Detecting sampling results, and calculating the nitrate nitrogen concentration of the inlet water of the anaerobic zone and the inlet water of the anoxic zone; in one example, if a sludge return inlet is arranged in the functional area, the nitrate nitrogen concentration of the sampling point at the head end of the functional area is obtained by calculating the nitrate nitrogen concentration and the water quantity of each afflux water flow converged at the point;
calculating the nitrate nitrogen concentration of the anaerobic zone feed water by equation (3):
calculating the nitrate nitrogen concentration of the anoxic zone feed water by equation (4):
wherein, Cx,yThe contaminant concentration at position x item y, R is the external reflux ratio, and R is the internal reflux ratio.

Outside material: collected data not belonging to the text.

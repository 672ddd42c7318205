//! Matchmaker - allocation and lifecycle engine for game servers
//!
//! Game servers register and heartbeat; clients enqueue and poll. Each poll
//! expires stale servers and unjoined players, then seats the polling player
//! on the fullest open server matching its game mode, region and version.

pub mod clock;
pub mod config;
pub mod engine;
pub mod error;
pub mod http;
pub mod ids;
pub mod metrics;
pub mod service;
pub mod store;
pub mod types;
pub mod utils;

// Re-export commonly used types and traits
pub use error::{MatchmakingError, Result};
pub use types::*;

// Re-export key components
pub use clock::{Clock, ManualClock, SystemClock};
pub use engine::Matchmaker;
pub use ids::{IdGenerator, SequentialIdGenerator, UuidIdGenerator};
pub use store::{GameServerStore, InMemoryGameServerStore, InMemoryPlayerStore, PlayerStore};

/// Library version
pub const VERSION: &str = env!("CARGO_PKG_VERSION");
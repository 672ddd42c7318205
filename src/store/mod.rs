//! Record storage for game servers and players
//!
//! The engine only needs keyed lookups, upserts, deletes and scans. Each
//! entity kind gets its own port so a deployment can back them with any
//! key-value store; the in-memory implementations here are the default.

pub mod game_server;
pub mod player;

pub use game_server::{GameServerStore, InMemoryGameServerStore};
pub use player::{InMemoryPlayerStore, PlayerStore};

use crate::error::{MatchmakingError, Result};
use crate::types::{GameServer, Player};
use std::collections::HashMap;
use std::sync::RwLock;

/// A record addressable by a string key
pub trait Keyed: Clone {
    fn key(&self) -> &str;
}

impl Keyed for GameServer {
    fn key(&self) -> &str {
        &self.id
    }
}

impl Keyed for Player {
    fn key(&self) -> &str {
        &self.id
    }
}

/// Lock-protected map shared by the in-memory stores
#[derive(Debug)]
pub(crate) struct Table<T> {
    name: &'static str,
    rows: RwLock<HashMap<String, T>>,
}

impl<T: Keyed> Table<T> {
    pub(crate) fn new(name: &'static str) -> Self {
        Self {
            name,
            rows: RwLock::new(HashMap::new()),
        }
    }

    fn poisoned(&self, access: &str) -> MatchmakingError {
        MatchmakingError::Storage {
            message: format!("Failed to acquire {} {} lock", self.name, access),
        }
    }

    pub(crate) fn get(&self, key: &str) -> Result<Option<T>> {
        let rows = self.rows.read().map_err(|_| self.poisoned("read"))?;
        Ok(rows.get(key).cloned())
    }

    pub(crate) fn put(&self, record: T) -> Result<()> {
        let mut rows = self.rows.write().map_err(|_| self.poisoned("write"))?;
        rows.insert(record.key().to_string(), record);
        Ok(())
    }

    pub(crate) fn delete(&self, key: &str) -> Result<bool> {
        let mut rows = self.rows.write().map_err(|_| self.poisoned("write"))?;
        Ok(rows.remove(key).is_some())
    }

    /// Matching rows, ordered by key so scans are deterministic
    pub(crate) fn filter(&self, predicate: impl Fn(&T) -> bool) -> Result<Vec<T>> {
        let rows = self.rows.read().map_err(|_| self.poisoned("read"))?;
        let mut matching: Vec<T> = rows.values().filter(|row| predicate(row)).cloned().collect();
        matching.sort_by(|a, b| a.key().cmp(b.key()));
        Ok(matching)
    }

    pub(crate) fn len(&self) -> Result<usize> {
        let rows = self.rows.read().map_err(|_| self.poisoned("read"))?;
        Ok(rows.len())
    }
}
//! Configuration management for the matchmaker service
//!
//! This module handles configuration loading from environment variables and
//! TOML files, validation, and default values.

pub mod app;

// Re-export commonly used types
pub use app::{validate_config, AppConfig, HttpSettings, MatchmakingSettings, ServiceSettings};
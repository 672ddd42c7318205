//! Service layer for the matchmaker
//!
//! This module contains the application state that wires the engine to its
//! HTTP surface, plus health checks.

pub mod app;
pub mod health;

pub use app::{AppState, ServiceError};
pub use health::{ComponentCheck, HealthCheck, HealthStatus};
//! Game server storage port and in-memory implementation

use crate::error::Result;
use crate::store::Table;
use crate::types::GameServer;
use async_trait::async_trait;

/// Predicate used by [`GameServerStore::find_by`]
pub type ServerPredicate<'a> = &'a (dyn Fn(&GameServer) -> bool + Send + Sync);

/// Trait for game server storage operations
#[async_trait]
pub trait GameServerStore: Send + Sync {
    /// Get a server by id
    async fn get(&self, id: &str) -> Result<Option<GameServer>>;

    /// Insert or replace a server record
    async fn put(&self, server: GameServer) -> Result<()>;

    /// Remove a server; returns whether it existed
    async fn delete(&self, id: &str) -> Result<bool>;

    /// All servers
    async fn list_all(&self) -> Result<Vec<GameServer>>;

    /// Servers matching `predicate`
    async fn find_by(&self, predicate: ServerPredicate<'_>) -> Result<Vec<GameServer>>;

    /// The server registered at `address:port`, if any
    async fn find_by_endpoint(&self, address: &str, port: u16) -> Result<Option<GameServer>> {
        let matches = self
            .find_by(&|server: &GameServer| server.address == address && server.port == port)
            .await?;
        Ok(matches.into_iter().next())
    }
}

/// In-memory game server storage
#[derive(Debug)]
pub struct InMemoryGameServerStore {
    table: Table<GameServer>,
}

impl InMemoryGameServerStore {
    pub fn new() -> Self {
        Self {
            table: Table::new("game servers"),
        }
    }

    /// Number of stored servers
    pub fn len(&self) -> Result<usize> {
        self.table.len()
    }

    pub fn is_empty(&self) -> Result<bool> {
        Ok(self.len()? == 0)
    }
}

impl Default for InMemoryGameServerStore {
    fn default() -> Self {
        Self::new()
    }
}

#[async_trait]
impl GameServerStore for InMemoryGameServerStore {
    async fn get(&self, id: &str) -> Result<Option<GameServer>> {
        self.table.get(id)
    }

    async fn put(&self, server: GameServer) -> Result<()> {
        self.table.put(server)
    }

    async fn delete(&self, id: &str) -> Result<bool> {
        self.table.delete(id)
    }

    async fn list_all(&self) -> Result<Vec<GameServer>> {
        self.table.filter(|_| true)
    }

    async fn find_by(&self, predicate: ServerPredicate<'_>) -> Result<Vec<GameServer>> {
        self.table.filter(|server| predicate(server))
    }
}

Specifically, a suitable detection method is selected to detect the sampling result. And ninthly, sampling the external return sludge at the sampling point according to the national standard, adjusting a sludge-water mixed sample with the pH value of less than or equal to 2, diluting the sample to a proper concentration, and detecting total nitrogen and total phosphorus items of the sludge-water mixture according to alkaline potassium persulfate digestion ultraviolet spectrophotometry (HJ 636-2012) for measuring total nitrogen in water and ammonium molybdate spectrophotometry (GB11893-89) for measuring total phosphorus in water, instead of detecting the total nitrogen and total phosphorus items of the solid sludge according to the sludge inspection method in the sludge inspection method (CJ/T221-2005) of the municipal sewage treatment plant. And detecting the rest samples according to a national standard detection method.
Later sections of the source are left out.